This is interesting. I'm going to have to bitch-slap my sources. I guess they got confused by Intel's emulation layer for Windows and assumed that the chip couldn't natively do it. Evidently, the Windows emulation layer is just better than the hardware support?
To be honest I wasn't completely certain that it would work either. So I walked over and asked someone who works on the systems. He said that he'd booted Windows 95 in 32-bit mode, but had never tried MSDOS. But he said that he was certain that it would work. There is native hardware support for IA32 and IA16 on the Itanium and Itanium 2 (McKinley and Madison). There is also a binary translation mode that does a form of software emulation.
Can pm or someone here explain this to me? WHat exactly does x86 architecture mean? And what do "optimizations" such as sse/sse2/ do? thnx.
This will get pretty far off the original subject of the thread, so I apologize to the person who started the thread for somewhat hijacking it .
"x86" is a generic term that refers to binary compatibility with any x86 chip that Intel has produced (note that one might argue that this definition is very 'Intel-centric' but I think that it's honestly the correct definition) . The x86 family includes among others: the 8086, the 80286, the i386, the i486, the Pentium, etc. So a chip that is compatible with the "x86 architecture" should be able to run any program that was designed to run on any of these chips and any other previous microprocessor that is part of the "x86 family". Nowadays we take it for granted that you could run a program written 14 years ago to run on a 80286 microprocessor will work fine (and much faster) on a modern microprocessor like the Pentium 4, but throughout the greater history of the computer backwards compaibility with previous generations has been pretty rare. The term "x86" is IMO generic since it doesn't distinguish between 16-bit code and 32-bit code and I personally prefer to use IA16 and IA32 instead to be more specific.
As the microprocessor has developed, new instructions have been added such as MMX, SSE, and SSE2 among others. The purpose of all three of these additional instruction sets is primarily to be able to process multiple chunks of data simultaneously with one instruction. This is usually refered to as SIMD - Single Instruction Multiple Data. Other examples of SIMD include Motorola's Altivec and AMD's 3DNow instruction sets.

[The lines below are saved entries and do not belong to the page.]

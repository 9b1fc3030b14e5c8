//! Typed capability input schemas.
//!
//! A schema validates the arguments a model proposes before any handler
//! runs, and renders itself as JSON Schema for the model's tool list.

use adrelay_core::validation::{is_fetchable_url, parse_date};
use serde_json::{json, Map, Value};
use thiserror::Error;

/// Shape of one argument.
#[derive(Debug, Clone, PartialEq)]
pub enum FieldKind {
    /// String with at least `min_len` non-whitespace characters.
    Text { min_len: usize, max_len: Option<usize> },
    /// Number strictly greater than zero.
    PositiveNumber,
    /// `YYYY-MM-DD` calendar date.
    Date,
    /// Absolute http(s) URL.
    Url,
    /// Array of strings.
    TextList {
        min_items: usize,
        max_items: Option<usize>,
    },
    /// One of a fixed set of strings.
    Choice(&'static [&'static str]),
}

#[derive(Debug, Clone, PartialEq)]
pub struct FieldSpec {
    pub name: &'static str,
    pub kind: FieldKind,
    pub required: bool,
    pub description: &'static str,
}

/// First argument that failed validation.
#[derive(Error, Debug, Clone, PartialEq, Eq)]
#[error("Invalid argument `{field}`: {message}")]
pub struct SchemaViolation {
    pub field: String,
    pub message: String,
}

impl SchemaViolation {
    fn new(field: impl Into<String>, message: impl Into<String>) -> Self {
        Self {
            field: field.into(),
            message: message.into(),
        }
    }
}

/// Ordered set of fields; unknown fields are rejected.
#[derive(Debug, Clone, Default, PartialEq)]
pub struct InputSchema {
    fields: Vec<FieldSpec>,
}

impl InputSchema {
    pub fn new() -> Self {
        Self::default()
    }

    pub fn required(mut self, name: &'static str, kind: FieldKind, description: &'static str) -> Self {
        self.fields.push(FieldSpec {
            name,
            kind,
            required: true,
            description,
        });
        self
    }

    pub fn optional(mut self, name: &'static str, kind: FieldKind, description: &'static str) -> Self {
        self.fields.push(FieldSpec {
            name,
            kind,
            required: false,
            description,
        });
        self
    }

    pub fn fields(&self) -> &[FieldSpec] {
        &self.fields
    }

    /// Validate `args`, reporting the first violation.
    pub fn validate(&self, args: &Value) -> Result<(), SchemaViolation> {
        let object = args
            .as_object()
            .ok_or_else(|| SchemaViolation::new("arguments", "expected a JSON object"))?;

        if let Some(unknown) = object
            .keys()
            .find(|k| !self.fields.iter().any(|f| f.name == k.as_str()))
        {
            return Err(SchemaViolation::new(unknown.as_str(), "unknown argument"));
        }

        for field in &self.fields {
            match object.get(field.name) {
                None | Some(Value::Null) if field.required => {
                    return Err(SchemaViolation::new(field.name, "is required"));
                }
                None | Some(Value::Null) => {}
                Some(value) => check(field, value)?,
            }
        }
        Ok(())
    }

    pub fn to_json_schema(&self) -> Value {
        let mut properties = Map::new();
        for field in &self.fields {
            let mut property = kind_schema(&field.kind);
            property["description"] = json!(field.description);
            properties.insert(field.name.to_string(), property);
        }
        let required: Vec<&str> = self
            .fields
            .iter()
            .filter(|f| f.required)
            .map(|f| f.name)
            .collect();
        json!({
            "type": "object",
            "properties": properties,
            "required": required,
            "additionalProperties": false,
        })
    }
}

fn check(field: &FieldSpec, value: &Value) -> Result<(), SchemaViolation> {
    let fail = |message: String| Err(SchemaViolation::new(field.name, message));

    match &field.kind {
        FieldKind::Text { min_len, max_len } => {
            let Some(text) = value.as_str() else {
                return fail("expected a string".to_string());
            };
            let len = text.trim().chars().count();
            if len < *min_len {
                return fail(if *min_len <= 1 {
                    "must not be empty".to_string()
                } else {
                    format!("must be at least {} characters", min_len)
                });
            }
            if let Some(max) = max_len {
                if len > *max {
                    return fail(format!("must be at most {} characters", max));
                }
            }
        }
        FieldKind::PositiveNumber => match value.as_f64() {
            Some(n) if n > 0.0 && n.is_finite() => {}
            Some(_) => return fail("must be a positive number".to_string()),
            None => return fail("expected a number".to_string()),
        },
        FieldKind::Date => match value.as_str() {
            Some(text) if parse_date(text).is_some() => {}
            _ => return fail("expected a YYYY-MM-DD date".to_string()),
        },
        FieldKind::Url => match value.as_str() {
            Some(text) if is_fetchable_url(text) => {}
            _ => return fail("expected an http(s) URL".to_string()),
        },
        FieldKind::TextList {
            min_items,
            max_items,
        } => {
            let Some(items) = value.as_array() else {
                return fail("expected an array of strings".to_string());
            };
            if items.iter().any(|i| !i.is_string()) {
                return fail("expected an array of strings".to_string());
            }
            if items.len() < *min_items {
                return fail(format!("needs at least {} items", min_items));
            }
            if let Some(max) = max_items {
                if items.len() > *max {
                    return fail(format!("allows at most {} items", max));
                }
            }
        }
        FieldKind::Choice(options) => match value.as_str() {
            Some(text) if options.contains(&text) => {}
            _ => return fail(format!("must be one of {}", options.join(", "))),
        },
    }
    Ok(())
}

fn kind_schema(kind: &FieldKind) -> Value {
    match kind {
        FieldKind::Text { min_len, max_len } => {
            let mut schema = json!({ "type": "string", "minLength": min_len });
            if let Some(max) = max_len {
                schema["maxLength"] = json!(max);
            }
            schema
        }
        FieldKind::PositiveNumber => json!({ "type": "number", "exclusiveMinimum": 0 }),
        FieldKind::Date => json!({
            "type": "string",
            "format": "date",
            "pattern": "^\\d{4}-\\d{2}-\\d{2}$",
        }),
        FieldKind::Url => json!({ "type": "string", "format": "uri" }),
        FieldKind::TextList {
            min_items,
            max_items,
        } => {
            let mut schema = json!({
                "type": "array",
                "items": { "type": "string" },
                "minItems": min_items,
            });
            if let Some(max) = max_items {
                schema["maxItems"] = json!(max);
            }
            schema
        }
        FieldKind::Choice(options) => json!({ "type": "string", "enum": options }),
    }
}
//! cinder — operator CLI for on-demand heap diagnostics.
//!
//! Two commands mirror the two capture kinds: `heap-summary` for an
//! in-memory histogram delivered via upload (with local-save fallback) and
//! `heap-dump` for a full dump written to disk with optional compression.

mod backend;

use std::io::Write;
use std::path::PathBuf;
use std::process::ExitCode;
use std::sync::Arc;

use anyhow::Context;
use cinder_core::ActivityLog;
use cinder_core::DumpOptions;
use cinder_core::HeapAnalysis;
use cinder_core::JsonlActivityLog;
use cinder_core::NotificationSink;
use cinder_core::SummaryOptions;
use cinder_core::UploadClient;
use clap::Parser;
use clap::Subcommand;
use tracing_subscriber::EnvFilter;

use crate::backend::SmapsBackend;

const DEFAULT_POST_URL: &str = "https://bin.cinder.dev/post";
const DEFAULT_VIEWER_URL: &str = "https://heap.cinder.dev/";

#[derive(Debug, Parser)]
#[command(name = "cinder", about = "Heap diagnostics for a running process")]
struct Cli {
    /// Upload endpoint for hosted artifact delivery.
    #[arg(long, default_value = DEFAULT_POST_URL, global = true)]
    endpoint: String,

    /// Viewer base URL used to build result links.
    #[arg(long, default_value = DEFAULT_VIEWER_URL, global = true)]
    viewer: String,

    /// Directory for saved artifacts. Defaults to the working directory.
    #[arg(long, global = true)]
    dir: Option<PathBuf>,

    #[command(subcommand)]
    command: Command,
}

#[derive(Debug, Subcommand)]
enum Command {
    /// Capture a class-histogram summary of the live heap.
    HeapSummary {
        /// Issue an advisory garbage-collection request before capture.
        #[arg(long)]
        run_gc_before: bool,

        /// Skip upload and write the summary straight to disk.
        #[arg(long)]
        save_to_file: bool,
    },

    /// Capture a full heap dump to a file.
    HeapDump {
        /// Issue an advisory garbage-collection request before capture.
        #[arg(long)]
        run_gc_before: bool,

        /// Include objects that are no longer live.
        #[arg(long)]
        include_non_live: bool,

        /// Compress the dump afterwards (gzip or zstd). Unknown values
        /// disable compression without an error.
        #[arg(long, value_name = "method")]
        compress: Option<String>,
    },
}

/// Renders broadcast messages to stdout, one per line.
struct StdoutSink;

impl NotificationSink for StdoutSink {
    fn broadcast(&self, message: String) {
        let mut stdout = std::io::stdout().lock();
        let _ = writeln!(stdout, "[cinder] {message}");
    }
}

fn actor() -> String {
    std::env::var("USER").unwrap_or_else(|_| "operator".to_string())
}

#[tokio::main]
async fn main() -> anyhow::Result<ExitCode> {
    tracing_subscriber::fmt()
        .with_env_filter(EnvFilter::from_default_env())
        .with_writer(std::io::stderr)
        .init();

    let cli = Cli::parse();

    let save_dir = match cli.dir {
        Some(dir) => dir,
        None => std::env::current_dir().context("cannot resolve working directory")?,
    };

    let activity = JsonlActivityLog::new(save_dir.join("cinder-activity.jsonl"));
    let pipeline = HeapAnalysis::new(
        Arc::new(SmapsBackend),
        UploadClient::new(cli.endpoint, cli.viewer),
        Arc::new(StdoutSink),
        Arc::new(activity) as Arc<dyn ActivityLog>,
        save_dir,
    );

    let delivered = match cli.command {
        Command::HeapSummary {
            run_gc_before,
            save_to_file,
        } => {
            let opts = SummaryOptions {
                run_gc_before,
                save_to_file,
            };
            pipeline.heap_summary(&actor(), opts).await.is_some()
        }
        Command::HeapDump {
            run_gc_before,
            include_non_live,
            compress,
        } => {
            let opts = DumpOptions {
                run_gc_before,
                include_non_live,
                compress,
            };
            pipeline.heap_dump(&actor(), opts).await.is_some()
        }
    };

    Ok(if delivered {
        ExitCode::SUCCESS
    } else {
        ExitCode::FAILURE
    })
}
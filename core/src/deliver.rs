//! Delivery strategy: hosted upload with local-save fallback.
//!
//! Upload is preferred unless the operator explicitly asked for a file.
//! An upload failure of any kind is recoverable: the operator is told a
//! local save will be attempted instead, and exactly one save follows. A
//! failed save is terminal for the invocation.

use std::fs;
use std::path::Path;
use std::path::PathBuf;

use serde::Deserialize;
use tracing::error;

use crate::error::SaveError;
use crate::error::UploadError;
use crate::notify::NotificationSink;

/// Where a delivered artifact ended up. Exactly one variant is produced
/// per delivery attempt sequence.
#[derive(Debug, Clone, PartialEq, Eq)]
pub enum DeliveryOutcome {
    /// Uploaded; holds the viewer URL built from the returned key.
    Uploaded(String),
    /// Written to the local filesystem.
    SavedLocally(PathBuf),
}

#[derive(Debug, Deserialize)]
struct PostResponse {
    key: String,
}

/// Client for the paste-bin style artifact endpoint: POST a content blob
/// with a media-type tag, get back the retrieval key used to build viewer
/// URLs.
#[derive(Debug, Clone)]
pub struct UploadClient {
    http: reqwest::Client,
    post_url: String,
    viewer_base: String,
}

impl UploadClient {
    pub fn new(post_url: impl Into<String>, viewer_base: impl Into<String>) -> Self {
        Self {
            http: reqwest::Client::new(),
            post_url: post_url.into(),
            viewer_base: viewer_base.into(),
        }
    }

    /// Base URL of the viewer web-app.
    pub fn viewer_base(&self) -> &str {
        &self.viewer_base
    }

    /// Viewer URL for an uploaded artifact key.
    pub fn viewer_url(&self, key: &str) -> String {
        format!("{}{key}", self.viewer_base)
    }

    /// POST the artifact bytes, returning the retrieval key. Any failure
    /// (connect, non-2xx status, undecodable body) is an [`UploadError`].
    pub async fn post_artifact(
        &self,
        bytes: Vec<u8>,
        media_type: &str,
    ) -> Result<String, UploadError> {
        let response = self
            .http
            .post(&self.post_url)
            .header(reqwest::header::CONTENT_TYPE, media_type)
            .body(bytes)
            .send()
            .await?;

        let status = response.status();
        if !status.is_success() {
            return Err(UploadError::Status(status));
        }

        let body: PostResponse = response.json().await.map_err(UploadError::Response)?;
        Ok(body.key)
    }
}

/// Deliver a serialized artifact.
///
/// With `save_locally_requested` the upload path is skipped entirely (zero
/// network calls). Otherwise upload is attempted first; on failure the
/// operator is notified and the bytes fall through to exactly one local
/// save. The save itself may fail, which is terminal — there is no third
/// fallback.
pub async fn deliver(
    client: &UploadClient,
    sink: &dyn NotificationSink,
    bytes: &[u8],
    media_type: &str,
    save_path: &Path,
    save_locally_requested: bool,
) -> Result<DeliveryOutcome, SaveError> {
    if !save_locally_requested {
        match client.post_artifact(bytes.to_vec(), media_type).await {
            Ok(key) => return Ok(DeliveryOutcome::Uploaded(client.viewer_url(&key))),
            Err(err) => {
                error!("artifact upload failed: {err}");
                sink.broadcast(
                    "An error occurred whilst uploading the data. Attempting to save to disk instead."
                        .to_string(),
                );
            }
        }
    }

    match fs::write(save_path, bytes) {
        Ok(()) => Ok(DeliveryOutcome::SavedLocally(save_path.to_path_buf())),
        Err(source) => Err(SaveError {
            path: save_path.to_path_buf(),
            source,
        }),
    }
}
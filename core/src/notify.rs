//! Operator-facing notification channel.

/// Broadcast sink for human-readable status, progress, and result
/// messages.
///
/// The pipeline decides content and sequencing only; rendering (color,
/// layout, chat vs. console) belongs to the embedder. Implementations must
/// be cheap enough to call from hot paths or hand the message off
/// themselves.
pub trait NotificationSink: Send + Sync {
    fn broadcast(&self, message: String);
}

An example of a SIMD instruction taken completely at random would be the SSE instruction ADDPS - which adds 4 single precision FP numbers in one register to 4 single precision FP numbers in another register all with one instruction. Where this would normally take 4 instructions - if not more - this one instruction processes several numbers in parallel. This kind of parallel functionality is very useful in multimedia, 3D rendering and encryption and can speed up performance in these applications substantially.
But, of course, you only see these performance gains if these new instructions are used. If the program you are running never tries to use any of the SIMD instructions - possibly because it was written/compiled before these new instructions existed - then it will never see their benefit. So that leads to the final part of the question which is optimizing code for SIMD. In many cases, software code (such as written in the C programming language) can simply be recompiled with the latest compiler which knows about these instructions to be able to use them. But to really get the full benefit from any SIMD set of instructions, in most cases the authors of the software need to hand-optimize (write their code in the native language of the microprocessor rather than a higher-level language like C) their code to run best under a SIMD instruction. For example if they have a set of code that performs an operation on a matrix of numbers, in order to get the highest performance from their code they will probably try and hand-write a routine that implements this operation using SIMD. So optimizations for any of the SIMD instruction sets can take two forms: hand-optimized code which can be a difficult task but can yield very high performance gains, or recompiled optimizations where you just stuff your program into the latest compiler and tell the compiler to optimize for certain instructions sets.
For more information on the history of the microprocessor and the "x86 family" I highly recommend borrowing from your local library "The Microprocessor: A Biography" by Michael S. Malone. It's getting a little dated now, as it was written in 1995, but this actually allows it to focus more on the early history of the microprocessor. It's a great book - although a bit "fluffy" when it's not taking about history. It also has a good section on how microprocessors work.
For more information on SIMD and optimization, I would recommend typing expressions like "SSE optimize" and "MMX optimize" into Google.